Or is it less a weight limit than an age limit? Should a man follow the Biblical precept to "put away childish things"—his Lakers jersey with BRYANT across the back—when he turns 21? (Or 40?) When Burt Shotton was named manager of the Dodgers in 1947, at age 62, he declined to put on a uniform and wore street clothes appropriate to his advancing years and declining physique. If only you, in your orange polyester Marlins jersey, had the same self-awareness. Shotton managed his last game on Oct. 1, 1950, the same day as Connie Mack, who never wore a uniform in his 50 years in the dugout. When those men went, so did a bit of our collective dignity.

Even Joe DiMaggio, the most elegant athlete of the 20th century, eventually stopped dressing in pinstripes for Yankees' Old Timer's Day and wore instead a regal blue suit. "He knew when it was time to no longer wear a uniform," as the former Yankees p.r. director Marty Appel put it. "How did he know? With the same instinct that he had as a ballplayer." And yet you—you who are no Joe DiMaggio—persist in wearing that Russell Westbrook Thunder jersey, whose number 0 morphs, as it follows the swell of your belly, into one of Salvador Dali's melting clocks.

Why? It's one thing to wear jerseys at games, which fans have been doing in great numbers for 30 years, dressing as if they might be summoned from the stands on a moment's notice to pinch-run. But those same jerseys are now omnipresent on airplanes, in restaurants, in doctor's waiting rooms. The clown colors that capture the eye on TV have become commonplace on church congregants every Sunday, on double-entry bookkeepers every Casual Friday. Where once Americans dressed for ball games as if going to the theater (in jacket and fedora), they now dress for the theater as if going to a ball game (in throwback and snapback).

To judge by a recent week at Disney World, a jersey is now the fashion choice for one in five American grown-ups—if a middle-aged man wearing the name of a 21-year-old power forward on his back can be said to have grown up. On Sundays, those numbers swell as whole families—Mom, Dad, Tyler, Taylor—disembark buses in matching Vikings jerseys like four Norsemen of the Apocalypse.

Children, of course, are entitled to play dress up. But for adults the jersey is nearly impossible to carry off. There are exceptions, of course. But you are not one of them. You aren't Nelson Mandela uniting South Africa by wearing a Springboks jersey at the 1995 Rugby World Cup. You have enough trouble uniting red and sox when struggling to button your Dustin Pedroia jersey.

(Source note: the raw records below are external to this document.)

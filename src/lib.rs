//! Lexigen — async execution core for dictionary generation.
//!
//! - `worker` — prioritized background tasks on a fixed worker pool
//! - `requests` — admission-capped engine requests with retries
//! - `cache` — memory + durable tiered cache for engine results
//! - `retry` — backoff policy and failure classification
//! - `events` — broadcast notifications for logging and UI layers
//! - `services` — one-call wiring of all of the above

pub mod cache;
pub mod config;
pub mod error;
pub mod events;
pub mod logging;
pub mod requests;
pub mod retry;
pub mod services;
pub mod worker;

pub use error::{Error, Result};
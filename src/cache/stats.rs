//! Cache hit/miss accounting.

use std::sync::atomic::{AtomicU64, Ordering};

use serde::{Deserialize, Serialize};

#[derive(Debug, Default)]
pub(crate) struct Counters {
    pub memory_hits: AtomicU64,
    pub durable_hits: AtomicU64,
    pub misses: AtomicU64,
    pub errors: AtomicU64,
}

impl Counters {
    pub fn bump(counter: &AtomicU64) {
        counter.fetch_add(1, Ordering::Relaxed);
    }

    pub fn reset(&self) {
        for counter in [
            &self.memory_hits,
            &self.durable_hits,
            &self.misses,
            &self.errors,
        ] {
            counter.store(0, Ordering::Relaxed);
        }
    }
}

/// Point-in-time cache statistics.
#[derive(Debug, Clone, PartialEq, Serialize, Deserialize)]
pub struct CacheStats {
    pub memory_hits: u64,
    pub durable_hits: u64,
    pub misses: u64,
    pub errors: u64,
    /// Hits as a percentage of lookups, 0 when nothing was looked up.
    pub hit_rate: f64,
    pub memory_size: usize,
    pub memory_capacity: usize,
    pub max_age_secs: u64,
    pub enabled: bool,
    pub memory_enabled: bool,
    pub durable_enabled: bool,
}

pub(crate) fn hit_rate(hits: u64, misses: u64) -> f64 {
    let lookups = hits + misses;
    if lookups == 0 {
        0.0
    } else {
        hits as f64 / lookups as f64 * 100.0
    }
}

Grafted onto street clothes and removed from the field of play, jerseys don't even flatter men in their physical prime. Witness any baseball player wearing a uniform top over dress shirt and slacks at a press conference podium. That will be the next sports fashion phenomenon: uniform pants. By 2014 you'll find yourself at an ATM behind a guy in the skintight, tiger-striped trousers of the Bengals. And you won't think it odd. On the contrary, you'll probably think it's awesome.

Is that so wrong? What's the harm in dressing as your hero and wearing his logo on your chest? Men and women attend Comic-Con dressed as Superman and Wolverine, and they seem perfectly healthy, no? (Don't answer that.)

None of this is to diminish the allure of jerseys, many of which are objects of beauty. That blue script Dodgers is God's signature, and the red numbers below it pop like lipstick on a white collar. I myself hung a 76ers jersey, number 6, in a frame on my office wall, an Erving more beautiful than any Matisse. The three-quarter sleeve, number 88 jersey of former Vikings defensive tackle Alan Page (road white, with purple and gold shoulder hoops) is another expression of high art, and when I told Page so, he gave me one. That was 10 years ago, and I've worn it once, this past Halloween. I wouldn't think of wearing Page's judicial robes—he is now a Minnesota Supreme Court justice—in part because I haven't earned them. So why would I wear his jersey, of which I'm equally unworthy?

If this all sounds like a case of protesting too much, it absolutely is. I'm a recovering jersey wearer who can't bear to get rid of the blaze-orange Knicks warmup top that makes me look like James Carville on a highway repair crew. Or the Twins Kirby Puckett home jersey my wife gave me on the day I proposed to her. Or any of a dozen other jerseys in my stash, a candy-colored pile of polyester that throws off a fuzzy nimbus of static electricity whenever I'm tempted to touch it.